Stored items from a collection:
● ● ● ●

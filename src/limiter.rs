//! Token-bucket rate limiting
//!
//! One [`RateLimiter`] bounds one dimension of outbound work. The crawl uses
//! three independent instances: page fetches, store reads and store writes.

use crate::config::BucketConfig;
use governor::clock::DefaultClock;
use governor::state::{InMemoryState, NotKeyed};
use governor::Quota;
use std::num::NonZeroU32;
use std::time::Duration;

/// A bucket of `tokens_per_interval` permits refilled over every `interval`
///
/// The bucket starts full, so up to `tokens_per_interval` acquires pass at
/// once; after that permits are released evenly across the interval.
pub struct RateLimiter {
    tokens_per_interval: u32,
    interval: Duration,
    limiter: governor::RateLimiter<NotKeyed, InMemoryState, DefaultClock>,
}

impl RateLimiter {
    /// Creates a limiter granting `tokens_per_interval` permits per `interval_ms`
    ///
    /// Zero values are clamped to 1 so the bucket can always make progress.
    pub fn new(tokens_per_interval: u32, interval_ms: u64) -> Self {
        let burst = NonZeroU32::new(tokens_per_interval).unwrap_or(NonZeroU32::MIN);
        let interval = Duration::from_millis(interval_ms.max(1));

        // One permit is replenished every interval / tokens
        let period = (interval / burst.get()).max(Duration::from_nanos(1));
        let quota = Quota::with_period(period)
            .unwrap_or_else(|| Quota::per_second(burst))
            .allow_burst(burst);

        Self {
            tokens_per_interval: burst.get(),
            interval,
            limiter: governor::RateLimiter::direct(quota),
        }
    }

    /// Creates a limiter from a configured bucket
    pub fn from_config(config: &BucketConfig) -> Self {
        Self::new(config.tokens, config.interval_ms)
    }

    /// Waits until a permit is available and consumes it
    ///
    /// Suspends the calling task only; never fails.
    pub async fn acquire(&self) {
        self.limiter.until_ready().await;
    }

    /// Tokens per interval this bucket was configured with
    pub fn tokens_per_interval(&self) -> u32 {
        self.tokens_per_interval
    }

    /// Refill interval this bucket was configured with
    pub fn interval(&self) -> Duration {
        self.interval
    }
}

#[cfg(test)]
mod tests {
    use super::*;
    use std::sync::Arc;

    /// governor keeps its own clock; allow for drift against `std::time`
    const SLACK_MS: u64 = 2;

    #[tokio::test]
    async fn test_first_acquire_is_immediate() {
        let limiter = RateLimiter::new(1, 10_000);
        let start = std::time::Instant::now();
        limiter.acquire().await;
        assert!(start.elapsed() < Duration::from_millis(100));
    }

    #[tokio::test]
    async fn test_sequential_acquires_are_spaced() {
        let limiter = RateLimiter::new(1, 150);
        let start = std::time::Instant::now();
        for _ in 0..4 {
            limiter.acquire().await;
        }
        // N acquires take at least (N - 1) intervals, less clock slack
        assert!(start.elapsed() >= Duration::from_millis(3 * 150 - SLACK_MS));
    }

    #[tokio::test]
    async fn test_burst_up_to_bucket_size() {
        let limiter = RateLimiter::new(3, 10_000);
        let start = std::time::Instant::now();
        for _ in 0..3 {
            limiter.acquire().await;
        }
        assert!(start.elapsed() < Duration::from_millis(100));
    }

    #[tokio::test]
    async fn test_concurrent_callers_share_budget() {
        let limiter = Arc::new(RateLimiter::new(1, 100));
        let start = std::time::Instant::now();

        let mut handles = Vec::new();
        for _ in 0..5 {
            let limiter = limiter.clone();
            handles.push(tokio::spawn(async move { limiter.acquire().await }));
        }
        for handle in handles {
            handle.await.unwrap();
        }

        // Five tokens from a one-token bucket: four refills are needed
        assert!(start.elapsed() >= Duration::from_millis(4 * 100 - SLACK_MS));
    }

    #[tokio::test]
    async fn test_multi_token_bucket_spreads_refills() {
        // 2 permits per 200ms: after the initial burst one permit every 100ms
        let limiter = RateLimiter::new(2, 200);
        let start = std::time::Instant::now();
        for _ in 0..4 {
            limiter.acquire().await;
        }
        assert!(start.elapsed() >= Duration::from_millis(2 * 100 - SLACK_MS));
    }

    #[test]
    fn test_from_config() {
        let limiter = RateLimiter::from_config(&BucketConfig {
            tokens: 5,
            interval_ms: 1000,
        });
        assert_eq!(limiter.tokens_per_interval(), 5);
        assert_eq!(limiter.interval(), Duration::from_secs(1));
    }

    #[test]
    fn test_zero_values_are_clamped() {
        let limiter = RateLimiter::new(0, 0);
        assert_eq!(limiter.tokens_per_interval(), 1);
        assert_eq!(limiter.interval(), Duration::from_millis(1));
    }
}
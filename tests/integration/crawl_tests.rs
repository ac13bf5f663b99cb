//! Integration tests for the crawl pipeline
//!
//! These tests use wiremock to serve a paginated catalog and run the full
//! fetch/extract/merge cycle against an on-disk database.

use crate::common::{card, empty_page, open_service, page, write_config};
use watchwatcher::crawler::{FetchError, StopReason};
use watchwatcher::model::{BoxStatus, PapersStatus};
use watchwatcher::storage::{get_item, open_store};
use wiremock::matchers::{method, path, query_param};
use wiremock::{Mock, MockServer, ResponseTemplate};

async fn mount_page(server: &MockServer, page_no: &str, status: u16, body: String, hits: u64) {
    Mock::given(method("GET"))
        .and(path("/all-watches"))
        .and(query_param("orderby", "PriceHighToLow"))
        .and(query_param("pageno", page_no))
        .respond_with(
            ResponseTemplate::new(status)
                .set_body_string(body)
                .insert_header("content-type", "text/html"),
        )
        .expect(hits)
        .mount(server)
        .await;
}

#[tokio::test]
async fn test_crawl_stops_at_first_empty_page() {
    let server = MockServer::start().await;
    mount_page(
        &server,
        "1",
        200,
        page(&[
            card(101, "Rolex", "Submariner", "16610", "£7,250"),
            card(102, "Rolex", "Datejust", "16234", "£4,100"),
        ]),
        1,
    )
    .await;
    mount_page(
        &server,
        "2",
        200,
        page(&[card(103, "Omega", "Seamaster", "2254.50", "£1,995")]),
        1,
    )
    .await;
    mount_page(&server, "3", 200, empty_page(), 1).await;
    mount_page(&server, "4", 200, empty_page(), 0).await;

    let (config, _dir) = write_config(&server.uri());
    let service = open_service(&config);

    let report = service.run_crawl(false).await.expect("Crawl task failed");

    assert_eq!(report.pages_fetched, 3);
    assert_eq!(report.stop_reason, StopReason::EmptyPage { page: 3 });
    assert_eq!(report.observations.len(), 3);
    assert_eq!(report.persisted, 3);
    assert_eq!(report.failed, 0);

    let store = open_store(&config.storage.resolved_path()).expect("Failed to open DB");
    let item = get_item(&store, "101").unwrap().expect("Item 101 missing");
    assert_eq!(item.last_price.price, 7250.0);
    assert_eq!(item.price_history.len(), 1);
    assert_eq!(item.listing.age, 6);
    assert_eq!(item.listing.box_status, BoxStatus::Yes);
    assert_eq!(item.listing.papers, PapersStatus::No);
    assert_eq!(
        item.listing.detail_url,
        format!("{}/Rolex/Submariner/16610/101", server.uri())
    );
}

#[tokio::test]
async fn test_fetch_failure_truncates_crawl() {
    let server = MockServer::start().await;
    mount_page(
        &server,
        "1",
        200,
        page(&[card(201, "Tudor", "Black Bay", "79230", "£2,400")]),
        1,
    )
    .await;
    mount_page(&server, "2", 500, "Internal Server Error".to_string(), 1).await;
    mount_page(
        &server,
        "3",
        200,
        page(&[card(203, "Tudor", "Pelagos", "25600", "£3,000")]),
        0,
    )
    .await;

    let (config, _dir) = write_config(&server.uri());
    let service = open_service(&config);

    let report = service.run_crawl(false).await.expect("Crawl task failed");

    assert_eq!(report.pages_fetched, 1);
    assert_eq!(report.observations.len(), 1);
    assert!(matches!(
        report.stop_reason,
        StopReason::FetchFailed {
            page: 2,
            error: FetchError::Status { status: 500, .. }
        }
    ));

    // Items of pages before the failure are kept
    assert_eq!(service.list_keys().unwrap(), vec!["201", "status"]);
}

#[tokio::test]
async fn test_test_mode_fetches_one_page_and_one_item() {
    let server = MockServer::start().await;
    mount_page(
        &server,
        "1",
        200,
        page(&[
            card(301, "Rolex", "Daytona", "116500LN", "£25,000"),
            card(302, "Rolex", "Daytona", "116520", "£18,000"),
        ]),
        1,
    )
    .await;
    mount_page(&server, "2", 200, empty_page(), 0).await;

    let (config, _dir) = write_config(&server.uri());
    let service = open_service(&config);

    let report = service.run_crawl(true).await.expect("Crawl task failed");

    assert_eq!(report.stop_reason, StopReason::TestMode);
    assert_eq!(report.observations.len(), 1);
    assert_eq!(report.observations[0].listing.product_id, 301);
    assert_eq!(service.list_keys().unwrap(), vec!["301", "status"]);
}

#[tokio::test]
async fn test_status_summary_written_on_completion() {
    let server = MockServer::start().await;
    mount_page(
        &server,
        "1",
        200,
        page(&[
            card(401, "Omega", "Speedmaster", "3570.50", "£3,100"),
            card(402, "Omega", "Speedmaster", "3570.50", "£2,900"),
        ]),
        1,
    )
    .await;
    mount_page(&server, "2", 200, empty_page(), 1).await;

    let (config, _dir) = write_config(&server.uri());
    let service = open_service(&config);
    assert_eq!(service.get_status().unwrap(), None);

    let report = service.run_crawl(false).await.expect("Crawl task failed");

    let status = service.get_status().unwrap().expect("Status not written");
    assert_eq!(status, report.summary());
    assert!(status.starts_with("2 watches watched at "));
}

#[tokio::test]
async fn test_recrawl_appends_history_only_on_price_change() {
    let first_day = MockServer::start().await;
    mount_page(
        &first_day,
        "1",
        200,
        page(&[
            card(501, "Cartier", "Santos", "W2SA0009", "£5,500"),
            card(502, "Cartier", "Tank", "WSTA0041", "£2,600"),
        ]),
        1,
    )
    .await;
    mount_page(&first_day, "2", 200, empty_page(), 1).await;

    let (config, _dir) = write_config(&first_day.uri());
    open_service(&config)
        .run_crawl(false)
        .await
        .expect("Crawl task failed");

    // Second day: Santos dropped in price, Tank unchanged
    let second_day = MockServer::start().await;
    mount_page(
        &second_day,
        "1",
        200,
        page(&[
            card(501, "Cartier", "Santos", "W2SA0009", "£5,250"),
            card(502, "Cartier", "Tank", "WSTA0041", "£2,600"),
        ]),
        1,
    )
    .await;
    mount_page(&second_day, "2", 200, empty_page(), 1).await;

    let mut moved = config.clone();
    moved.catalog.base_url = second_day.uri();
    open_service(&moved)
        .run_crawl(false)
        .await
        .expect("Crawl task failed");

    let store = open_store(&config.storage.resolved_path()).expect("Failed to open DB");

    let santos = get_item(&store, "501").unwrap().unwrap();
    let prices: Vec<f64> = santos.price_history.iter().map(|p| p.price).collect();
    assert_eq!(prices, vec![5500.0, 5250.0]);
    assert_eq!(santos.last_price.price, 5250.0);

    let tank = get_item(&store, "502").unwrap().unwrap();
    assert_eq!(tank.price_history.len(), 1);
    assert!(tank.last_price.observed_at > tank.price_history[0].observed_at);
}
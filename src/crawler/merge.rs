//! Idempotent merge of observations into stored items
//!
//! Every observation is folded into the product's stored record with a
//! read-modify-write that presents the version it read. A price change
//! appends to the history; an unchanged price only refreshes `lastPrice`.

use crate::limiter::RateLimiter;
use crate::model::{ListingRecord, PricePoint, StoredItem};
use crate::storage::{get_item, DocumentStore, StoreResult};
use chrono::{DateTime, Utc};
use std::sync::Arc;

/// Folds a new observation into the previously stored item, if any
///
/// - no previous item: a new item whose history is `[point]`
/// - previous item: listing fields carried forward, `lastPrice` replaced,
///   `point` appended to the history only when the price differs
pub fn merge_observation(
    existing: Option<StoredItem>,
    listing: ListingRecord,
    point: PricePoint,
    now: DateTime<Utc>,
) -> StoredItem {
    match existing {
        None => StoredItem::first_sighting(listing, point, now),
        Some(mut item) => {
            // Offer-only changes do not reach the history
            if item.last_price.price != point.price {
                item.price_history.push(point.clone());
            }
            item.last_price = point;
            item.updated_at = now;
            item
        }
    }
}

/// Persists observations with optimistic concurrency
///
/// Reads and writes each draw from their own rate limiter. A version conflict
/// is returned to the caller as `StoreError::Conflict`; nothing is retried here.
pub struct MergeEngine {
    store: Arc<dyn DocumentStore>,
    read_limiter: Arc<RateLimiter>,
    write_limiter: Arc<RateLimiter>,
}

impl MergeEngine {
    pub fn new(
        store: Arc<dyn DocumentStore>,
        read_limiter: Arc<RateLimiter>,
        write_limiter: Arc<RateLimiter>,
    ) -> Self {
        Self {
            store,
            read_limiter,
            write_limiter,
        }
    }

    /// Merges one observation and writes the result
    ///
    /// # Returns
    ///
    /// * `Ok(StoredItem)` - The persisted item, carrying its new version
    /// * `Err(StoreError::Conflict)` - Someone else wrote the key since it was read
    pub async fn merge(&self, listing: ListingRecord, point: PricePoint) -> StoreResult<StoredItem> {
        let key = listing.key();

        self.read_limiter.acquire().await;
        let existing = get_item(self.store.as_ref(), &key)?;
        let expected = existing.as_ref().and_then(|item| item.version.clone());

        if let Some(item) = &existing {
            if item.last_price.price != point.price {
                tracing::debug!(
                    "Price of {} changed: {} -> {}",
                    key,
                    item.last_price.price,
                    point.price
                );
            }
        } else {
            tracing::debug!("First sighting of {}", key);
        }

        let mut item = merge_observation(existing, listing, point, Utc::now());
        let body = serde_json::to_value(&item)?;

        self.write_limiter.acquire().await;
        let version = self.store.put(&key, &body, expected.as_ref())?;
        item.version = Some(version);

        Ok(item)
    }
}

● ● ● ●

# Brief
The answer must be every line from the entries above that holds the string "after".

# Written solution
/// once; after that permits are released evenly across the interval.
        // 2 permits per 200ms: after the initial burst one permit every 100ms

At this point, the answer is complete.